Il y a peu, je dressais le portrait de Soul Edifice, jeune artiste parisien, comme étant le « reflet d’une génération déterminée et audacieuse ». J’avais tort. Pas de reflet sans pléthore de protagonistes, et c’est là qu’il me fallait aller à la rencontre de Jakob. Co-fondateur d’Orchestre Orage, formation moderne oscillant entre musiques électroniques et classiques, directeur artistique du collectif solidaire Fée Croquer et plus récemment instigateur de sa propre agence de booking, Raise, le jeune homme a été propulsé en très peu de temps sur le devant de la scène – ou devrais-je dire dans les coulisses. Comme une envie d’en savoir plus sur ce teuton qui fait danser les parisiens, les français et bientôt plus.
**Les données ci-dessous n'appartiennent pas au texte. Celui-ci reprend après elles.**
//! Conversion between geographic coordinates and raster pixels.
//!
//! The mapping is a plain equirectangular projection of the bounding box
//! onto the raster: longitude runs left to right, latitude top to bottom with
//! row 0 at `max_lat`. It is not accurate at extreme latitudes.

use heatmap_common::{BoundingBox, HeatmapResult, RasterDimensions};

/// Maps `(lat, lng)` to `(x, y)` pixels and back for a fixed box and raster.
#[derive(Debug, Clone, Copy)]
pub struct CoordinateMapper {
    bbox: BoundingBox,
    dims: RasterDimensions,
}

impl CoordinateMapper {
    /// Fails with `InvalidBounds` if the box has zero extent on either axis.
    pub fn new(bbox: BoundingBox, dims: RasterDimensions) -> HeatmapResult<Self> {
        bbox.validate()?;
        Ok(Self { bbox, dims })
    }

    pub fn bbox(&self) -> &BoundingBox {
        &self.bbox
    }

    pub fn dimensions(&self) -> RasterDimensions {
        self.dims
    }

    /// Pixel containing a geographic location.
    ///
    /// Locations outside the box map to coordinates outside the raster,
    /// including negative ones.
    pub fn geo_to_pixel(&self, lat: f64, lng: f64) -> (i64, i64) {
        let lng_frac = (lng - self.bbox.min_lng) / self.bbox.lng_span();
        let lat_frac = (lat - self.bbox.min_lat) / self.bbox.lat_span();

        let x = (lng_frac * self.dims.width as f64).floor() as i64;
        let y = ((1.0 - lat_frac) * self.dims.height as f64).floor() as i64;
        (x, y)
    }

    /// Geographic location of a pixel, as `(lat, lng)`.
    pub fn pixel_to_geo(&self, x: u32, y: u32) -> (f64, f64) {
        let x_frac = x as f64 / self.dims.width as f64;
        let y_frac = y as f64 / self.dims.height as f64;

        let lng = self.bbox.min_lng + x_frac * self.bbox.lng_span();
        let lat = self.bbox.max_lat - y_frac * self.bbox.lat_span();
        (lat, lng)
    }

    /// Horizontal pixel width of `distance` degrees measured at the origin,
    /// plus one so that influence windows are not clipped at their edges.
    ///
    /// Capped at the larger raster side, which already covers every pixel
    /// from any point on the raster.
    pub fn distance_to_pixels(&self, distance: f64) -> i64 {
        let column = |lng: f64| {
            ((lng - self.bbox.min_lng) / self.bbox.lng_span() * self.dims.width as f64).floor()
        };
        let pixels = column(distance) - column(0.0) + 1.0;
        let cap = self.dims.width.max(self.dims.height) as f64;

        if pixels.is_nan() {
            0
        } else {
            pixels.clamp(0.0, cap) as i64
        }
    }
}
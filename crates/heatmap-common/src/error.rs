//! Error types for heatmap rendering.

use thiserror::Error;

/// Result type alias using HeatmapError.
pub type HeatmapResult<T> = Result<T, HeatmapError>;

/// Primary error type for heatmap operations.
#[derive(Debug, Error)]
pub enum HeatmapError {
    // === Input Shape Errors ===
    #[error("Invalid bounding box: {0}")]
    InvalidBounds(String),

    #[error("Invalid raster dimensions: {width}x{height}")]
    InvalidDimensions { width: i64, height: i64 },

    #[error("Invalid effect distance: {0} (must be finite and greater than zero)")]
    InvalidEffectDistance(f64),

    #[error("Invalid legend: {0}")]
    InvalidLegend(String),

    #[error("Invalid color: {0}")]
    InvalidColor(String),

    // === Output Errors ===
    #[error("Image encoding failed: {0}")]
    EncodingError(String),

    #[error("I/O error: {0}")]
    IoError(String),

    // === Configuration Errors ===
    #[error("Configuration error: {0}")]
    ConfigError(String),
}

impl HeatmapError {
    /// Short, stable identifier for this error kind.
    pub fn code(&self) -> &'static str {
        match self {
            HeatmapError::InvalidBounds(_) => "InvalidBounds",
            HeatmapError::InvalidDimensions { .. } => "InvalidDimensions",
            HeatmapError::InvalidEffectDistance(_) => "InvalidEffectDistance",
            HeatmapError::InvalidLegend(_) => "InvalidLegend",
            HeatmapError::InvalidColor(_) => "InvalidColor",
            HeatmapError::EncodingError(_) => "EncodingError",
            HeatmapError::IoError(_) => "IoError",
            HeatmapError::ConfigError(_) => "ConfigError",
        }
    }

    /// Whether the error was caused by the shape of the caller's input,
    /// as opposed to a failure while writing output.
    pub fn is_input_error(&self) -> bool {
        matches!(
            self,
            HeatmapError::InvalidBounds(_)
                | HeatmapError::InvalidDimensions { .. }
                | HeatmapError::InvalidEffectDistance(_)
                | HeatmapError::InvalidLegend(_)
                | HeatmapError::InvalidColor(_)
                | HeatmapError::ConfigError(_)
        )
    }
}

// Conversion from common error types
impl From<std::io::Error> for HeatmapError {
    fn from(err: std::io::Error) -> Self {
        HeatmapError::IoError(err.to_string())
    }
}

impl From<serde_json::Error> for HeatmapError {
    fn from(err: serde_json::Error) -> Self {
        HeatmapError::ConfigError(format!("JSON error: {}", err))
    }
}
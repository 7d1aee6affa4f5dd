//! Raster scan driven by point influence windows.
//!
//! Rather than evaluating every pixel against every point, the scanner walks
//! the working set and only visits the square window of pixels each point can
//! reach. A claimed mask guarantees that a pixel covered by several windows is
//! rendered once, by the first window that reaches it. Pixels outside every
//! window stay transparent.

use heatmap_common::{Color, RasterDimensions};
use tracing::{debug, trace, warn};

use crate::mapper::CoordinateMapper;
use crate::strategy::RenderStrategy;

/// Row-major RGBA raster, 8 bits per channel.
#[derive(Debug, Clone, PartialEq)]
pub struct PixelBuffer {
    dims: RasterDimensions,
    pixels: Vec<Color>,
}

impl PixelBuffer {
    /// A buffer with every pixel transparent.
    pub fn transparent(dims: RasterDimensions) -> Self {
        Self {
            dims,
            pixels: vec![Color::TRANSPARENT; dims.pixel_count()],
        }
    }

    pub fn width(&self) -> u32 {
        self.dims.width
    }

    pub fn height(&self) -> u32 {
        self.dims.height
    }

    pub fn dimensions(&self) -> RasterDimensions {
        self.dims
    }

    /// Pixel at `(x, y)`, or `None` outside the raster.
    pub fn get(&self, x: u32, y: u32) -> Option<Color> {
        if x >= self.dims.width || y >= self.dims.height {
            return None;
        }
        self.pixels.get(self.offset(x, y)).copied()
    }

    pub fn pixels(&self) -> &[Color] {
        &self.pixels
    }

    /// Flat `[r, g, b, a, r, g, b, a, ...]` bytes in row-major order.
    pub fn to_rgba8(&self) -> Vec<u8> {
        self.pixels.iter().flat_map(|c| c.to_array()).collect()
    }

    /// Number of pixels with non-zero alpha.
    pub fn visible_count(&self) -> usize {
        self.pixels.iter().filter(|c| c.a > 0).count()
    }

    fn offset(&self, x: u32, y: u32) -> usize {
        y as usize * self.dims.width as usize + x as usize
    }
}

/// Inclusive pixel rectangle, already clamped to the raster.
#[derive(Debug, Clone, Copy, PartialEq, Eq)]
pub struct PixelWindow {
    pub x_min: u32,
    pub x_max: u32,
    pub y_min: u32,
    pub y_max: u32,
}

impl PixelWindow {
    pub fn area(&self) -> usize {
        (self.x_max - self.x_min + 1) as usize * (self.y_max - self.y_min + 1) as usize
    }
}

/// Counters collected during a scan.
#[derive(Debug, Clone, Copy, Default, PartialEq, Eq)]
pub struct ScanStats {
    /// Points whose windows were walked.
    pub points_scanned: usize,
    /// Points whose window missed the raster entirely.
    pub windows_skipped: usize,
    /// Strategy invocations; never more than the pixel count.
    pub pixels_rendered: usize,
    /// Rendered pixels the strategy returned a color for.
    pub pixels_colored: usize,
}

/// Drives a [`RenderStrategy`] over the windows of its working set.
#[derive(Debug, Clone, Copy)]
pub struct RasterScanner<'a> {
    mapper: &'a CoordinateMapper,
    radius_px: i64,
}

impl<'a> RasterScanner<'a> {
    pub fn new(mapper: &'a CoordinateMapper, effect_distance: f64) -> Self {
        let radius_px = mapper.distance_to_pixels(effect_distance).max(0);

        let dims = mapper.dimensions();
        if radius_px.saturating_mul(2) >= dims.width.max(dims.height) as i64 {
            warn!(
                radius_px,
                width = dims.width,
                height = dims.height,
                "Effect distance covers the whole raster; every point window is full size"
            );
        }

        Self { mapper, radius_px }
    }

    /// Pixel radius of a point's influence window.
    pub fn radius_px(&self) -> i64 {
        self.radius_px
    }

    /// Window of pixels a point at `(lat, lng)` can influence, or `None` if it
    /// lies entirely off the raster.
    pub fn window(&self, lat: f64, lng: f64) -> Option<PixelWindow> {
        let (x, y) = self.mapper.geo_to_pixel(lat, lng);
        let dims = self.mapper.dimensions();

        let x_min = x.saturating_sub(self.radius_px).max(0);
        let x_max = x.saturating_add(self.radius_px).min(dims.width as i64 - 1);
        let y_min = y.saturating_sub(self.radius_px).max(0);
        let y_max = y.saturating_add(self.radius_px).min(dims.height as i64 - 1);

        if x_min > x_max || y_min > y_max {
            return None;
        }

        Some(PixelWindow {
            x_min: x_min as u32,
            x_max: x_max as u32,
            y_min: y_min as u32,
            y_max: y_max as u32,
        })
    }

    /// Render every pixel reachable from the strategy's working set.
    pub fn render<S: RenderStrategy + ?Sized>(&self, strategy: &S) -> (PixelBuffer, ScanStats) {
        let dims = self.mapper.dimensions();
        let mut buffer = PixelBuffer::transparent(dims);
        let mut claimed = vec![false; dims.pixel_count()];
        let mut stats = ScanStats::default();

        for point in strategy.working_set() {
            let Some(window) = self.window(point.lat, point.lng) else {
                stats.windows_skipped += 1;
                continue;
            };
            stats.points_scanned += 1;
            trace!(lat = point.lat, lng = point.lng, ?window, "Scanning point window");

            for y in window.y_min..=window.y_max {
                for x in window.x_min..=window.x_max {
                    let offset = buffer.offset(x, y);
                    if claimed[offset] {
                        continue;
                    }
                    claimed[offset] = true;

                    let (lat, lng) = self.mapper.pixel_to_geo(x, y);
                    stats.pixels_rendered += 1;
                    if let Some(color) = strategy.render_pixel(lat, lng) {
                        buffer.pixels[offset] = color;
                        stats.pixels_colored += 1;
                    }
                }
            }
        }

        debug!(
            radius_px = self.radius_px,
            points_scanned = stats.points_scanned,
            windows_skipped = stats.windows_skipped,
            pixels_rendered = stats.pixels_rendered,
            pixels_colored = stats.pixels_colored,
            "Raster scan complete"
        );

        (buffer, stats)
    }
}
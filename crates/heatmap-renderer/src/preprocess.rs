//! Point preparation ahead of a render.

use std::collections::HashMap;

use heatmap_common::{BoundingBox, GeoPoint, PointId};
use tracing::debug;

use crate::strategy::StrategyKind;

/// A point in the form the renderers work on.
#[derive(Debug, Clone, Copy, PartialEq)]
pub struct PreparedPoint {
    pub lat: f64,
    pub lng: f64,
    pub value: f64,
}

impl From<&GeoPoint> for PreparedPoint {
    fn from(p: &GeoPoint) -> Self {
        Self {
            lat: p.lat,
            lng: p.lng,
            value: p.value,
        }
    }
}

/// The working set of points for one render.
#[derive(Debug, Clone, Default)]
pub struct PreparedPointSet {
    pub points: Vec<PreparedPoint>,
    /// Input points that were out of reach or not finite.
    pub dropped: usize,
}

impl PreparedPointSet {
    pub fn len(&self) -> usize {
        self.points.len()
    }

    pub fn is_empty(&self) -> bool {
        self.points.is_empty()
    }
}

/// Filters and reshapes input points for a given strategy.
#[derive(Debug, Clone, Copy)]
pub struct PointPreprocessor {
    reach: BoundingBox,
}

impl PointPreprocessor {
    pub fn new(bbox: &BoundingBox, effect_distance: f64) -> Self {
        Self {
            reach: bbox.expanded(effect_distance),
        }
    }

    /// Whether a point can influence any pixel of the raster.
    pub fn in_reach(&self, point: &GeoPoint) -> bool {
        point.is_finite() && self.reach.contains_point(point.lat, point.lng)
    }

    /// Keep only points within reach; for density, collapse shared identities
    /// into single counted points.
    pub fn prepare(&self, points: &[GeoPoint], kind: StrategyKind) -> PreparedPointSet {
        let kept: Vec<&GeoPoint> = points.iter().filter(|p| self.in_reach(p)).collect();
        let dropped = points.len() - kept.len();

        let prepared = match kind {
            StrategyKind::Density => aggregate_by_identity(&kept),
            StrategyKind::WeightedAverage => kept.into_iter().map(PreparedPoint::from).collect(),
        };

        debug!(
            input = points.len(),
            dropped,
            prepared = prepared.len(),
            strategy = %kind,
            "Prepared points"
        );

        PreparedPointSet {
            points: prepared,
            dropped,
        }
    }
}

/// Group points by identity. Each group becomes one point at the location of
/// its first member, valued at the number of members. Groups keep the order
/// in which their identity first appears.
pub fn aggregate_by_identity(points: &[&GeoPoint]) -> Vec<PreparedPoint> {
    let mut slots: HashMap<&PointId, usize> = HashMap::with_capacity(points.len());
    let mut groups: Vec<PreparedPoint> = Vec::new();

    for point in points {
        match slots.get(&point.id) {
            Some(&slot) => groups[slot].value += 1.0,
            None => {
                slots.insert(&point.id, groups.len());
                groups.push(PreparedPoint {
                    lat: point.lat,
                    lng: point.lng,
                    value: 1.0,
                });
            }
        }
    }

    groups
}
La plupart du temps, nous nous concentrons essentiellement sur les artistes, leurs parcours, et quand ceux-ci sont souvent persuadés dès le plus jeune âge de vouloir percer dans la musique, il n’en est pas de même pour les personnes qui constituent leurs entourages et les aident à croître. Jakob fait partie de ceux-là.
Après une enfance musicale assez classique, un chouïa de solfège, quelques années de saxophone au bec, il n’ira pas plus loin. Du côté scolaire, l’on ne peut dire la même chose. Le garçon est persévérant, attaque des études de droits français et allemand, passe une année à Berlin pour conclure sa licence, avant de compléter son master droit des affaires. Celui qui souhaite travailler à la Commission européenne pour combattre l’optimisation fiscale, « c’est important de toujours avoir un idéal en tête », décide finalement courant 2016 de tout cesser. Des centres d’intérêts différents, l’impression de n’être qu’un pion, c’est un virage à cent quatre-vingt degrés qui s’amorce.
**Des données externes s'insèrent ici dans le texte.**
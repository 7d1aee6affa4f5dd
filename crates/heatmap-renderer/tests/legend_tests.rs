//! Tests for legend color mapping.

use heatmap_common::{Color, HeatmapError};
use heatmap_renderer::legend::{ColorLegend, ColorSpec, LegendConfig, StopConfig};
use test_utils::legends;

const RED: Color = Color::new(235, 46, 46, 255);
const YELLOW: Color = Color::new(253, 253, 45, 255);
const GREEN: Color = Color::new(0, 158, 84, 255);
const BLUE: Color = Color::new(50, 52, 144, 255);

// ============================================================================
// Default legend tests
// ============================================================================

#[test]
fn test_default_legend_stops() {
    let legend = ColorLegend::default();
    let stops: Vec<(f64, Color)> = legend.stops().iter().map(|s| (s.threshold, s.color)).collect();
    assert_eq!(stops, vec![(1.0, RED), (0.5, YELLOW), (0.25, GREEN), (0.0, BLUE)]);
}

#[test]
fn test_stop_thresholds_map_exactly() {
    let legend = ColorLegend::default();
    for stop in legend.stops() {
        assert_eq!(legend.color_for(stop.threshold), stop.color);
    }
}

#[test]
fn test_saturates_above_highest() {
    let legend = ColorLegend::default();
    assert_eq!(legend.color_for(1.5), RED);
    assert_eq!(legend.color_for(1e9), RED);
}

#[test]
fn test_saturates_below_lowest() {
    let legend = ColorLegend::default();
    assert_eq!(legend.color_for(-0.1), BLUE);
    assert_eq!(legend.color_for(-1e9), BLUE);
}

#[test]
fn test_midpoint_blend() {
    let legend = ColorLegend::default();
    // halfway between yellow (0.5) and red (1.0)
    assert_eq!(legend.color_for(0.75), Color::new(244, 150, 46, 255));
}

#[test]
fn test_interpolation_is_monotonic_between_stops() {
    let legend = ColorLegend::default();
    // green (0.25) -> yellow (0.5): red and green channels rise, blue falls
    let mut prev = legend.color_for(0.25);
    for i in 1..=100 {
        let value = 0.25 + 0.25 * i as f64 / 100.0;
        let c = legend.color_for(value);
        assert!(c.r >= prev.r, "red fell at {}", value);
        assert!(c.g >= prev.g, "green fell at {}", value);
        assert!(c.b <= prev.b, "blue rose at {}", value);
        prev = c;
    }
    assert_eq!(prev, YELLOW);
}

// ============================================================================
// Custom legend tests
// ============================================================================

#[test]
fn test_single_stop_legend() {
    let legend = LegendConfig::from_json(legends::SINGLE_STOP_JSON)
        .unwrap()
        .build()
        .unwrap();
    let only = Color::new(0x11, 0x22, 0x33, 0x80);
    assert_eq!(legend.color_for(-5.0), only);
    assert_eq!(legend.color_for(1.0), only);
    assert_eq!(legend.color_for(5.0), only);
    assert_eq!(legend.stops()[0].label.as_deref(), Some("only"));
}

#[test]
fn test_thresholds_outside_unit_range() {
    let legend = LegendConfig::from_json(legends::GRAYSCALE_JSON)
        .unwrap()
        .build()
        .unwrap();
    assert_eq!(legend.color_for(0.0), Color::new(0, 0, 0, 255));
    assert_eq!(legend.color_for(5.0), Color::new(128, 128, 128, 255));
    assert_eq!(legend.color_for(10.0), Color::new(255, 255, 255, 255));
}

#[test]
fn test_unsorted_stops_are_sorted() {
    let legend = ColorLegend::new([(0.0, BLUE), (1.0, RED), (0.5, YELLOW)]).unwrap();
    assert_eq!(legend.color_for(0.5), YELLOW);
    assert_eq!(legend.stops()[0].threshold, 1.0);
}

#[test]
fn test_duplicate_thresholds_do_not_divide_by_zero() {
    let legend = ColorLegend::new([(0.5, RED), (0.5, BLUE), (0.0, GREEN)]).unwrap();
    let c = legend.color_for(0.5);
    assert!(c == RED || c == BLUE);
    let between = legend.color_for(0.25);
    assert_eq!(between.a, 255);
}

#[test]
fn test_non_finite_threshold_rejected() {
    let result = ColorLegend::new([(f64::NAN, RED)]);
    assert!(matches!(result, Err(HeatmapError::InvalidLegend(_))));
}

#[test]
fn test_bad_color_in_config() {
    let config = LegendConfig {
        stops: vec![StopConfig {
            value: 0.0,
            color: ColorSpec::Hex("#12345".into()),
            label: None,
        }],
    };
    assert!(matches!(config.build(), Err(HeatmapError::InvalidColor(_))));
}

#[test]
fn test_config_round_trip_through_legend() {
    let legend = ColorLegend::default();
    let config = LegendConfig::from(&legend);
    let json = serde_json::to_string(&config).unwrap();
    let rebuilt = LegendConfig::from_json(&json).unwrap().build().unwrap();
    assert_eq!(rebuilt, legend);
}
//! Tests for PNG encoding of heatmap buffers.
//!
//! Chunks are parsed back out of the encoded bytes so that headers, CRCs and
//! the decompressed scanlines can be checked directly.

use std::io::Read;

use heatmap_common::HeatmapError;
use heatmap_renderer::png::{create_png, create_png_auto, create_png_indexed, create_png_rgba16};

// ============================================================================
// Helper functions
// ============================================================================

struct Chunk {
    kind: [u8; 4],
    data: Vec<u8>,
}

/// Split an encoded PNG into chunks, verifying every CRC on the way.
fn parse_chunks(png: &[u8]) -> Vec<Chunk> {
    assert_eq!(&png[0..8], &[137, 80, 78, 71, 13, 10, 26, 10]);
    let mut chunks = Vec::new();
    let mut pos = 8;
    while pos < png.len() {
        let len = u32::from_be_bytes(png[pos..pos + 4].try_into().unwrap()) as usize;
        let kind: [u8; 4] = png[pos + 4..pos + 8].try_into().unwrap();
        let data = png[pos + 8..pos + 8 + len].to_vec();
        let crc = u32::from_be_bytes(png[pos + 8 + len..pos + 12 + len].try_into().unwrap());
        assert_eq!(crc, crc32fast::hash(&png[pos + 4..pos + 8 + len]), "bad CRC");
        chunks.push(Chunk { kind, data });
        pos += 12 + len;
    }
    chunks
}

fn find<'a>(chunks: &'a [Chunk], kind: &[u8; 4]) -> Option<&'a Chunk> {
    chunks.iter().find(|c| &c.kind == kind)
}

fn inflate(data: &[u8]) -> Vec<u8> {
    let mut out = Vec::new();
    flate2::read::ZlibDecoder::new(data)
        .read_to_end(&mut out)
        .unwrap();
    out
}

/// A heatmap-like image: a few legend colors on a transparent background.
fn legend_pixels(width: usize, height: usize) -> Vec<u8> {
    let colors = [[0, 0, 0, 0], [50, 52, 144, 255], [0, 158, 84, 128], [235, 46, 46, 255]];
    (0..width * height)
        .flat_map(|i| colors[(i / 7) % colors.len()])
        .collect()
}

// ============================================================================
// Auto selection
// ============================================================================

#[test]
fn test_auto_uses_palette_for_legend_colors() {
    let pixels = legend_pixels(16, 16);
    let png = create_png_auto(&pixels, 16, 16).unwrap();
    let chunks = parse_chunks(&png);

    let ihdr = find(&chunks, b"IHDR").unwrap();
    assert_eq!(ihdr.data[8], 8);
    assert_eq!(ihdr.data[9], 3); // indexed

    assert_eq!(find(&chunks, b"PLTE").unwrap().data.len(), 4 * 3);
    let trns = find(&chunks, b"tRNS").unwrap();
    assert!(trns.data.contains(&0));
    assert!(trns.data.contains(&128));
    assert_eq!(&chunks.last().unwrap().kind, b"IEND");
}

#[test]
fn test_auto_palette_for_large_image() {
    // big enough for the parallel extraction path
    let pixels = legend_pixels(128, 128);
    let png = create_png_auto(&pixels, 128, 128).unwrap();
    let chunks = parse_chunks(&png);
    assert_eq!(find(&chunks, b"IHDR").unwrap().data[9], 3);

    let raw = inflate(&find(&chunks, b"IDAT").unwrap().data);
    assert_eq!(raw.len(), 128 * (1 + 128));
}

#[test]
fn test_auto_falls_back_to_rgba() {
    let pixels: Vec<u8> = (0..300u32)
        .flat_map(|i| [(i % 256) as u8, (i / 256) as u8, 7, 255])
        .collect();
    let png = create_png_auto(&pixels, 300, 1).unwrap();
    let chunks = parse_chunks(&png);

    assert_eq!(find(&chunks, b"IHDR").unwrap().data[9], 6);
    assert!(find(&chunks, b"PLTE").is_none());
}

#[test]
fn test_opaque_palette_has_no_trns() {
    let pixels = [255, 0, 0, 255, 0, 255, 0, 255];
    let png = create_png_auto(&pixels, 2, 1).unwrap();
    assert!(find(&parse_chunks(&png), b"tRNS").is_none());
}

// ============================================================================
// Scanline content
// ============================================================================

#[test]
fn test_rgba8_scanlines() {
    let pixels = [1, 2, 3, 4, 5, 6, 7, 8, 9, 10, 11, 12, 13, 14, 15, 16];
    let png = create_png(&pixels, 2, 2).unwrap();
    let chunks = parse_chunks(&png);

    let ihdr = &find(&chunks, b"IHDR").unwrap().data;
    assert_eq!(u32::from_be_bytes(ihdr[0..4].try_into().unwrap()), 2);
    assert_eq!(u32::from_be_bytes(ihdr[4..8].try_into().unwrap()), 2);

    let raw = inflate(&find(&chunks, b"IDAT").unwrap().data);
    assert_eq!(
        raw,
        vec![0, 1, 2, 3, 4, 5, 6, 7, 8, 0, 9, 10, 11, 12, 13, 14, 15, 16]
    );
}

#[test]
fn test_rgba16_rescales_channels() {
    let pixels = [0, 1, 128, 255];
    let png = create_png_rgba16(&pixels, 1, 1).unwrap();
    let chunks = parse_chunks(&png);

    let ihdr = &find(&chunks, b"IHDR").unwrap().data;
    assert_eq!(ihdr[8], 16);
    assert_eq!(ihdr[9], 6);

    let raw = inflate(&find(&chunks, b"IDAT").unwrap().data);
    let samples: Vec<u16> = raw[1..]
        .chunks_exact(2)
        .map(|b| u16::from_be_bytes([b[0], b[1]]))
        .collect();
    assert_eq!(samples, vec![0, 257, 128 * 257, 65535]);
}

// ============================================================================
// Errors
// ============================================================================

#[test]
fn test_size_mismatch_rejected() {
    let result = create_png(&[0, 0, 0, 0], 2, 2);
    assert!(matches!(result, Err(HeatmapError::EncodingError(_))));
    assert!(create_png_rgba16(&[], 0, 0).is_err());
}

#[test]
fn test_indexed_length_mismatch_rejected() {
    let result = create_png_indexed(2, 2, &[[0, 0, 0, 255]], &[0, 0, 0]);
    assert!(matches!(result, Err(HeatmapError::EncodingError(_))));
}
Et c’est Orchestre Orage (lire l’interview de l’équipe ici) qui lui met le pied à l’étrier. Montée grâce à un Kiss Kiss Bank Bank, la jeune équipe réussit la prouesse d’effectuer son premier événement au Théâtre du Châtelet en compagnie d’Agar Agar et Renart, le tout accompagné d’un orchestre. Pas degueu pour une première. C’est alors l’occasion de toucher à la production d’événements musicaux, sans aucune expérience derrière. « Finalement, c’est très intuitif. Etre organisé, avoir du bon sens, fait partie de ces qualités indispensables ».
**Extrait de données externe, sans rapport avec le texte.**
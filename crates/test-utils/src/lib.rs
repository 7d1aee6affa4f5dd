//! Shared test utilities for the heatmap workspace.
//!
//! This crate provides common testing infrastructure including:
//! - Synthetic point generators
//! - Bounding box and legend fixtures
//! - Approximate floating-point assertions
//!
//! # Usage
//!
//! Add to your crate's `Cargo.toml`:
//!
//! ```toml
//! [dev-dependencies]
//! test-utils = { path = "../test-utils" }
//! ```
//!
//! Then import in your tests:
//!
//! ```ignore
//! use test_utils::{create_point_grid, fixtures};
//! ```

pub mod fixtures;
pub mod generators;

// Re-export commonly used items at the crate root
pub use fixtures::*;
pub use generators::*;

/// Path for a file inside a fresh temporary directory.
///
/// The directory is removed when the returned guard is dropped, so keep it
/// alive for as long as the file is needed.
pub fn temp_output_path(file_name: &str) -> (tempfile::TempDir, std::path::PathBuf) {
    let dir = tempfile::tempdir().expect("failed to create temp dir");
    let path = dir.path().join(file_name);
    (dir, path)
}

/// Macro for approximate floating-point equality assertions.
///
/// # Usage
///
/// ```ignore
/// use test_utils::assert_approx_eq;
///
/// assert_approx_eq!(1.0001_f64, 1.0_f64, 0.001_f64); // passes
/// assert_approx_eq!(1.1_f32, 1.0_f32, 0.001_f32);    // fails
/// ```
#[macro_export]
macro_rules! assert_approx_eq {
    ($left:expr, $right:expr, $epsilon:expr) => {{
        let left: f64 = $left as f64;
        let right: f64 = $right as f64;
        let epsilon: f64 = $epsilon as f64;
        let diff = (left - right).abs();
        if diff > epsilon {
            panic!(
                "assertion failed: `(left ≈ right)`\n  left: `{:?}`,\n right: `{:?}`,\n  diff: `{:?}` > epsilon `{:?}`",
                left, right, diff, epsilon
            );
        }
    }};
}

/// Macro for approximate equality of coordinate pairs.
///
/// # Usage
///
/// ```ignore
/// use test_utils::assert_coords_approx_eq;
///
/// assert_coords_approx_eq!((1.0001, 2.0001), (1.0, 2.0), 0.001);
/// ```
#[macro_export]
macro_rules! assert_coords_approx_eq {
    (($x1:expr, $y1:expr), ($x2:expr, $y2:expr), $epsilon:expr) => {{
        $crate::assert_approx_eq!($x1, $x2, $epsilon);
        $crate::assert_approx_eq!($y1, $y2, $epsilon);
    }};
    ($left:expr, $right:expr, $epsilon:expr) => {{
        let (x1, y1) = $left;
        let (x2, y2) = $right;
        $crate::assert_approx_eq!(x1, x2, $epsilon);
        $crate::assert_approx_eq!(y1, y2, $epsilon);
    }};
}

#[cfg(test)]
mod tests {
    #[test]
    fn test_assert_approx_eq_passes() {
        assert_approx_eq!(1.0001, 1.0, 0.001);
        assert_approx_eq!(-5.5, -5.500001, 0.0001);
    }

    #[test]
    #[should_panic(expected = "assertion failed")]
    fn test_assert_approx_eq_fails() {
        assert_approx_eq!(1.1, 1.0, 0.001);
    }

    #[test]
    fn test_temp_output_path() {
        let (dir, path) = super::temp_output_path("out.png");
        assert!(path.starts_with(dir.path()));
    }
}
Le pied désormais à l’étrier, notre parisien de vingt-cinq ans décide de s’investir encore plus dans le monde musical, toque aux portes, se renseigne et atterrit chez Fée Croquer, collectif en pleine fleur de l’âge qui remue les warehouses et autres endroits sombres à coups de kicks et drops bien amenés. C’est à cet instant qu’il se perfectionne aux différentes tâches, découvre le milieu en profondeur, et s’initie de la prod’, à la sécu, en passant par les relations médias. Etre curieux, s’intéresser, « c’est un milieu où tu mets les pieds dans la boue en hiver. Nous on est là, on le fait ! ».
L’ascension est alors fulgurante, et le poste de D.A. lui est proposé l’été dernier. Il endosse le rôle, c’est l’heure du questionnement. Comment amener sa patte à une Direction Artistique déjà bien établie : faut-il tout rompre ou au contraire garder une continuité ? Une seule obligation, celle que le public réponde présent. Il faut donc sécuriser, être cohérent, tout en amenant sa touche et suivre sa ligne directrice. Celle de Jakob est claire :
« Mettre en avant les locaux et pouvoir les intégrer sur de gros plateaux, sans forcément les mettre toujours en opening ».
Pour parvenir à son objectif, il sort beaucoup. Non pas pour y faire la fête, l’homme n’est pas un fanatique des gros rassemblements, mais il y développe son réseau. Ecouter beaucoup de sons, mais surtout tenir compte de l’avis des autres, « il ne faut pas s’enfermer ». Ses coups de coeur ? « Les sets construits, avec une cohérence, une sélecta précise et réfléchie pour parvenir à faire danser les gens. Si tu joues rapidement, tu as quelque chose à cacher. Balancer du kick pour balancer du kick, ce n’est pas intéressant ».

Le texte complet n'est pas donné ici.